Instructions to follow: Please reproduce the data below exactly, from the first line through the line containing "use tilejump_engine::run_app_with_metrics;", and leave every later line out.
::::
use std::mem;

use super::LevelError;

pub const DEFAULT_LEVEL_ARENA_BYTES: usize = 1024 * 1024;

/// Byte budget for storage that lives exactly as long as one level.
///
/// Allocations are reserved fallibly and counted against the budget; the
/// storage itself is owned by whatever the arena handed it to.
#[derive(Debug, Clone)]
pub struct LevelArena {
    budget_bytes: usize,
    used_bytes: usize,
}

impl Default for LevelArena {
    fn default() -> Self {
        Self::with_budget(DEFAULT_LEVEL_ARENA_BYTES)
    }
}

impl LevelArena {
    pub fn with_budget(budget_bytes: usize) -> Self {
        Self {
            budget_bytes,
            used_bytes: 0,
        }
    }

    pub fn budget_bytes(&self) -> usize {
        self.budget_bytes
    }

    pub fn used_bytes(&self) -> usize {
        self.used_bytes
    }

    pub fn remaining_bytes(&self) -> usize {
        self.budget_bytes.saturating_sub(self.used_bytes)
    }

    /// Releases every accounted byte, for when the level that owned them is gone.
    pub fn reset(&mut self) {
        self.used_bytes = 0;
    }

    pub fn alloc_filled<T: Clone>(&mut self, len: usize, value: T) -> Result<Vec<T>, LevelError> {
        let available_bytes = self.remaining_bytes();
        let requested_bytes = mem::size_of::<T>().checked_mul(len).ok_or(
            LevelError::AllocationFailure {
                requested_bytes: usize::MAX,
                available_bytes,
            },
        )?;
        if requested_bytes > available_bytes {
            return Err(LevelError::AllocationFailure {
                requested_bytes,
                available_bytes,
            });
        }

        let mut storage = Vec::new();
        storage
            .try_reserve_exact(len)
            .map_err(|_| LevelError::AllocationFailure {
                requested_bytes,
                available_bytes,
            })?;
        storage.resize(len, value);
        self.used_bytes += requested_bytes;
        Ok(storage)
    }
}
use std::process::ExitCode;

use tilejump_engine::run_app_with_metrics;
use tracing::error;

use super::bootstrap::AppWiring;

pub(crate) fn run(app: AppWiring) -> ExitCode {
    if let Err(err) = run_app_with_metrics(app.config, app.scene, app.metrics) {
        error!(error = %err, "startup_failed");
        return ExitCode::FAILURE;
    }

    ExitCode::SUCCESS
}
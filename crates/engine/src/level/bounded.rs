use thiserror::Error;

#[derive(Debug, Clone, Copy, PartialEq, Eq, Error)]
pub enum CapacityError {
    #[error("bounded sequence is full (capacity {capacity})")]
    CapacityExceeded { capacity: usize },
}

/// Growable sequence that refuses to grow past a fixed capacity.
#[derive(Debug, Clone)]
pub struct BoundedVec<T> {
    items: Vec<T>,
    capacity: usize,
}

impl<T> BoundedVec<T> {
    pub fn with_capacity(capacity: usize) -> Self {
        Self {
            items: Vec::with_capacity(capacity),
            capacity,
        }
    }

    pub fn push(&mut self, item: T) -> Result<(), CapacityError> {
        if self.items.len() >= self.capacity {
            return Err(CapacityError::CapacityExceeded {
                capacity: self.capacity,
            });
        }
        self.items.push(item);
        Ok(())
    }

    pub fn len(&self) -> usize {
        self.items.len()
    }

    pub fn is_empty(&self) -> bool {
        self.items.is_empty()
    }

    pub fn capacity(&self) -> usize {
        self.capacity
    }

    pub fn is_full(&self) -> bool {
        self.items.len() >= self.capacity
    }

    pub fn get(&self, index: usize) -> Option<&T> {
        self.items.get(index)
    }

    pub fn iter(&self) -> std::slice::Iter<'_, T> {
        self.items.iter()
    }

    pub fn iter_mut(&mut self) -> std::slice::IterMut<'_, T> {
        self.items.iter_mut()
    }

    pub fn as_slice(&self) -> &[T] {
        &self.items
    }

    pub fn retain(&mut self, keep: impl FnMut(&T) -> bool) {
        self.items.retain(keep);
    }

    pub fn clear(&mut self) {
        self.items.clear();
    }
}

impl<'a, T> IntoIterator for &'a BoundedVec<T> {
    type Item = &'a T;
    type IntoIter = std::slice::Iter<'a, T>;

    fn into_iter(self) -> Self::IntoIter {
        self.items.iter()
    }
}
::::
Result:
use std::mem;

use super::LevelError;

pub const DEFAULT_LEVEL_ARENA_BYTES: usize = 1024 * 1024;

/// Byte budget for storage that lives exactly as long as one level.
///
/// Allocations are reserved fallibly and counted against the budget; the
/// storage itself is owned by whatever the arena handed it to.
#[derive(Debug, Clone)]
pub struct LevelArena {
    budget_bytes: usize,
    used_bytes: usize,
}

impl Default for LevelArena {
    fn default() -> Self {
        Self::with_budget(DEFAULT_LEVEL_ARENA_BYTES)
    }
}

impl LevelArena {
    pub fn with_budget(budget_bytes: usize) -> Self {
        Self {
            budget_bytes,
            used_bytes: 0,
        }
    }

    pub fn budget_bytes(&self) -> usize {
        self.budget_bytes
    }

    pub fn used_bytes(&self) -> usize {
        self.used_bytes
    }

    pub fn remaining_bytes(&self) -> usize {
        self.budget_bytes.saturating_sub(self.used_bytes)
    }

    /// Releases every accounted byte, for when the level that owned them is gone.
    pub fn reset(&mut self) {
        self.used_bytes = 0;
    }

    pub fn alloc_filled<T: Clone>(&mut self, len: usize, value: T) -> Result<Vec<T>, LevelError> {
        let available_bytes = self.remaining_bytes();
        let requested_bytes = mem::size_of::<T>().checked_mul(len).ok_or(
            LevelError::AllocationFailure {
                requested_bytes: usize::MAX,
                available_bytes,
            },
        )?;
        if requested_bytes > available_bytes {
            return Err(LevelError::AllocationFailure {
                requested_bytes,
                available_bytes,
            });
        }

        let mut storage = Vec::new();
        storage
            .try_reserve_exact(len)
            .map_err(|_| LevelError::AllocationFailure {
                requested_bytes,
                available_bytes,
            })?;
        storage.resize(len, value);
        self.used_bytes += requested_bytes;
        Ok(storage)
    }
}
use std::process::ExitCode;

use tilejump_engine::run_app_with_metrics;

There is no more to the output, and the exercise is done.